_Information given_
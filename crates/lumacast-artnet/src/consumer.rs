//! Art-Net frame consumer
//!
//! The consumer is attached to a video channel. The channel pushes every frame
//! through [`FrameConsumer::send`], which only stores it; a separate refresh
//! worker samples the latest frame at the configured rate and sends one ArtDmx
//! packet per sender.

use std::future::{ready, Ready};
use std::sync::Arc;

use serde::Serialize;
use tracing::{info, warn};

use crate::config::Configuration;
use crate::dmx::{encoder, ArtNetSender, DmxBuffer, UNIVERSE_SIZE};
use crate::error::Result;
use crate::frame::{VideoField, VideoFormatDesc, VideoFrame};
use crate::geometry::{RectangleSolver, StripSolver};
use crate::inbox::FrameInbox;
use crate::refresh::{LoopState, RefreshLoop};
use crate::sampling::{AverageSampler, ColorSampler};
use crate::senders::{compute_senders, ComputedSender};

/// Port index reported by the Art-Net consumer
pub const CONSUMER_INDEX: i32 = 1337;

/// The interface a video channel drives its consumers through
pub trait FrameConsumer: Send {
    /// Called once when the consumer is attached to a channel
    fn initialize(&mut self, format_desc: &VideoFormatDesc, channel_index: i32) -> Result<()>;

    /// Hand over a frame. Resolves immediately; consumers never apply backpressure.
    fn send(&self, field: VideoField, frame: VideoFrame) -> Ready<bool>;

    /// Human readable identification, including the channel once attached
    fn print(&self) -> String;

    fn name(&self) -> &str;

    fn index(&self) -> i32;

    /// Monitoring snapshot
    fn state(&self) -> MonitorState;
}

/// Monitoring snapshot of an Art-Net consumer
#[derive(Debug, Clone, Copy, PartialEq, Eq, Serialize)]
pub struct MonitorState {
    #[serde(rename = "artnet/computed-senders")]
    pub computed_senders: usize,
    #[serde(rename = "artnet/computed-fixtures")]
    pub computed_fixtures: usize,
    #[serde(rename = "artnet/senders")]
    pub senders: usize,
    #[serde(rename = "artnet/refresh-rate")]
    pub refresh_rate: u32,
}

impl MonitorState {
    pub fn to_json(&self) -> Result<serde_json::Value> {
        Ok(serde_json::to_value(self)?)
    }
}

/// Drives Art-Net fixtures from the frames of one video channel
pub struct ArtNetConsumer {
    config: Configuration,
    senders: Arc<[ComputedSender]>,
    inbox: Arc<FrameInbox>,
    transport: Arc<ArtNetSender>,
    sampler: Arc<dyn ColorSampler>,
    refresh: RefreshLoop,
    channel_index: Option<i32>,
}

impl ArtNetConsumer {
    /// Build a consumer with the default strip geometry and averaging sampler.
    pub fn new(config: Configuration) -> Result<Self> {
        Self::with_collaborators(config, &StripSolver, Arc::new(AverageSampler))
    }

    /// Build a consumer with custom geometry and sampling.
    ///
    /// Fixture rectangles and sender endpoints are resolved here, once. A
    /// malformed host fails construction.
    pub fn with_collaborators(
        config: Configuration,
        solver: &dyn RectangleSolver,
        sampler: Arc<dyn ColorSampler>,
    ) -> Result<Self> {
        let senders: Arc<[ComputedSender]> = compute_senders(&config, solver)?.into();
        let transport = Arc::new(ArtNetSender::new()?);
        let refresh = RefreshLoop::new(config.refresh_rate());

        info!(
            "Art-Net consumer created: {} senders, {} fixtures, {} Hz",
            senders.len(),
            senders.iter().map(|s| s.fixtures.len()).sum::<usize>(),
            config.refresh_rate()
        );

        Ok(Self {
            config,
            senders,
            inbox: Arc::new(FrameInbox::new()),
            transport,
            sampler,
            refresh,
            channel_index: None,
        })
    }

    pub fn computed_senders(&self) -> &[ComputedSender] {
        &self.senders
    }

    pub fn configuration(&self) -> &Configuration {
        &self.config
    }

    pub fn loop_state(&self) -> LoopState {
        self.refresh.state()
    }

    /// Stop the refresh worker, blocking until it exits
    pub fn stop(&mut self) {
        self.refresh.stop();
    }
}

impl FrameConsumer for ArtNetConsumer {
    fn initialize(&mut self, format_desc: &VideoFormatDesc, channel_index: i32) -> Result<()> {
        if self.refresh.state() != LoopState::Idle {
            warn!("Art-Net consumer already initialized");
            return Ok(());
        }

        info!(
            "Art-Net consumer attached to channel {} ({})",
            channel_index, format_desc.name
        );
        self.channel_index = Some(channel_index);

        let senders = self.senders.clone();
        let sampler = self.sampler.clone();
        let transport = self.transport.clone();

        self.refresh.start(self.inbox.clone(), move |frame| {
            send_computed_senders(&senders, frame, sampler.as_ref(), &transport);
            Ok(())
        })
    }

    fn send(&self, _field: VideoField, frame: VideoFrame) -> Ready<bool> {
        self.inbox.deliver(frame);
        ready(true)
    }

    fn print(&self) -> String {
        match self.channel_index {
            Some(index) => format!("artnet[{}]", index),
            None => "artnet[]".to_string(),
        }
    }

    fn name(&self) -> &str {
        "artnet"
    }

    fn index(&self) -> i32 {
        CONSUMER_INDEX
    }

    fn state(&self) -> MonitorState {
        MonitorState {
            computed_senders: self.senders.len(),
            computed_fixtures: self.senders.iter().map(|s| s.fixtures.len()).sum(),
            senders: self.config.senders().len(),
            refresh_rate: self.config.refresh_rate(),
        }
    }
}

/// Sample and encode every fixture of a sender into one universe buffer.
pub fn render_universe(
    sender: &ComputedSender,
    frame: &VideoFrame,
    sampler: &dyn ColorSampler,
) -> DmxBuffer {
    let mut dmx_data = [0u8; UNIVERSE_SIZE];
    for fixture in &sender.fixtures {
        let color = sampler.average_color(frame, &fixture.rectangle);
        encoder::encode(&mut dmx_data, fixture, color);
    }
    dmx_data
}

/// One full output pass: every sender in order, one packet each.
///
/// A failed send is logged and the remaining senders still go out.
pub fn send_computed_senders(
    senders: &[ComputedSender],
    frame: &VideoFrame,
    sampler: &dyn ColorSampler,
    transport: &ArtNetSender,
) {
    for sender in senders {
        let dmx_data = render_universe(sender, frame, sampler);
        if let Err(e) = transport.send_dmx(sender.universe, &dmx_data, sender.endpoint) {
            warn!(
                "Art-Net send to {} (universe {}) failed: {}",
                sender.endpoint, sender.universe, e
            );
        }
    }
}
---
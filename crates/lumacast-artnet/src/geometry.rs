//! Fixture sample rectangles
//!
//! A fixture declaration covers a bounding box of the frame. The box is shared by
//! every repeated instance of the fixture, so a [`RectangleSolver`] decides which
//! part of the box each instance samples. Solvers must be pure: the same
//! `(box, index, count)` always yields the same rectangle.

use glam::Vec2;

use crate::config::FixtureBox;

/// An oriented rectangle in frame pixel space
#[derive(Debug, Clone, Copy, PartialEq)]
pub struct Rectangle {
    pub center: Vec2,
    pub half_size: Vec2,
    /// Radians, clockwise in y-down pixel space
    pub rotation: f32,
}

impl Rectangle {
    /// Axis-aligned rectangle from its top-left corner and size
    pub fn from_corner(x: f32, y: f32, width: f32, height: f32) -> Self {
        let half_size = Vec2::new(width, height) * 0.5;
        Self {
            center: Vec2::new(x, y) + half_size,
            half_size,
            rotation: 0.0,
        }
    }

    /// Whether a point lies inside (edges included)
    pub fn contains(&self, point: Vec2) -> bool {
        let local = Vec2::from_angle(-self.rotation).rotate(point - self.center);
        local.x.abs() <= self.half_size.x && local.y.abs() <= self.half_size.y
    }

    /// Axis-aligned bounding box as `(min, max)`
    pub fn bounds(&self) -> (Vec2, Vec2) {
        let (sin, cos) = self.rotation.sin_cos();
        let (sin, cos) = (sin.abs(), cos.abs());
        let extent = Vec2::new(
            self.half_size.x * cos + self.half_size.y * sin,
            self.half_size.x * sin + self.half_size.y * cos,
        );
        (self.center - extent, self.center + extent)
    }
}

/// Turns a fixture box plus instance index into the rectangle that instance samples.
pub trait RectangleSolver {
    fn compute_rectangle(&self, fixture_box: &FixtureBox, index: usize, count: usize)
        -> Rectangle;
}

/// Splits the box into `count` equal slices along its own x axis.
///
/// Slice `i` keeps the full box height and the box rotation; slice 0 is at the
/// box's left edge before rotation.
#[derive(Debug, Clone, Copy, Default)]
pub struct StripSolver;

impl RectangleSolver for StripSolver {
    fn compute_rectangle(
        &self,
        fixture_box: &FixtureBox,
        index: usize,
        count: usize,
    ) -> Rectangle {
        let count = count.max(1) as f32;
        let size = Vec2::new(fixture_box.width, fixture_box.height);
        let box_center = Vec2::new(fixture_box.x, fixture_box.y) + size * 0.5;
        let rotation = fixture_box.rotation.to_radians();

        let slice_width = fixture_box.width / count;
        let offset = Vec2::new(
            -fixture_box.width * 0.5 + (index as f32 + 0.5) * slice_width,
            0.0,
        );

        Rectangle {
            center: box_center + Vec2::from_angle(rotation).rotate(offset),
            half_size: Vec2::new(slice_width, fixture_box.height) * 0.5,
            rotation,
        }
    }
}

_Exercise instructions_
Where the data above reaches the line holding "inside (edges included)", begin printing, and stop after the line holding "half_size: Vec2::new(slice_width, fixture_box.height)". Each line must be reproduced exactly, with nothing else added.

_Result of this task_
    /// Whether a point lies inside (edges included)
    pub fn contains(&self, point: Vec2) -> bool {
        let local = Vec2::from_angle(-self.rotation).rotate(point - self.center);
        local.x.abs() <= self.half_size.x && local.y.abs() <= self.half_size.y
    }

    /// Axis-aligned bounding box as `(min, max)`
    pub fn bounds(&self) -> (Vec2, Vec2) {
        let (sin, cos) = self.rotation.sin_cos();
        let (sin, cos) = (sin.abs(), cos.abs());
        let extent = Vec2::new(
            self.half_size.x * cos + self.half_size.y * sin,
            self.half_size.x * sin + self.half_size.y * cos,
        );
        (self.center - extent, self.center + extent)
    }
}

/// Turns a fixture box plus instance index into the rectangle that instance samples.
pub trait RectangleSolver {
    fn compute_rectangle(&self, fixture_box: &FixtureBox, index: usize, count: usize)
        -> Rectangle;
}

/// Splits the box into `count` equal slices along its own x axis.
///
/// Slice `i` keeps the full box height and the box rotation; slice 0 is at the
/// box's left edge before rotation.
#[derive(Debug, Clone, Copy, Default)]
pub struct StripSolver;

impl RectangleSolver for StripSolver {
    fn compute_rectangle(
        &self,
        fixture_box: &FixtureBox,
        index: usize,
        count: usize,
    ) -> Rectangle {
        let count = count.max(1) as f32;
        let size = Vec2::new(fixture_box.width, fixture_box.height);
        let box_center = Vec2::new(fixture_box.x, fixture_box.y) + size * 0.5;
        let rotation = fixture_box.rotation.to_radians();

        let slice_width = fixture_box.width / count;
        let offset = Vec2::new(
            -fixture_box.width * 0.5 + (index as f32 + 0.5) * slice_width,
            0.0,
        );

        Rectangle {
            center: box_center + Vec2::from_angle(rotation).rotate(offset),
            half_size: Vec2::new(slice_width, fixture_box.height) * 0.5,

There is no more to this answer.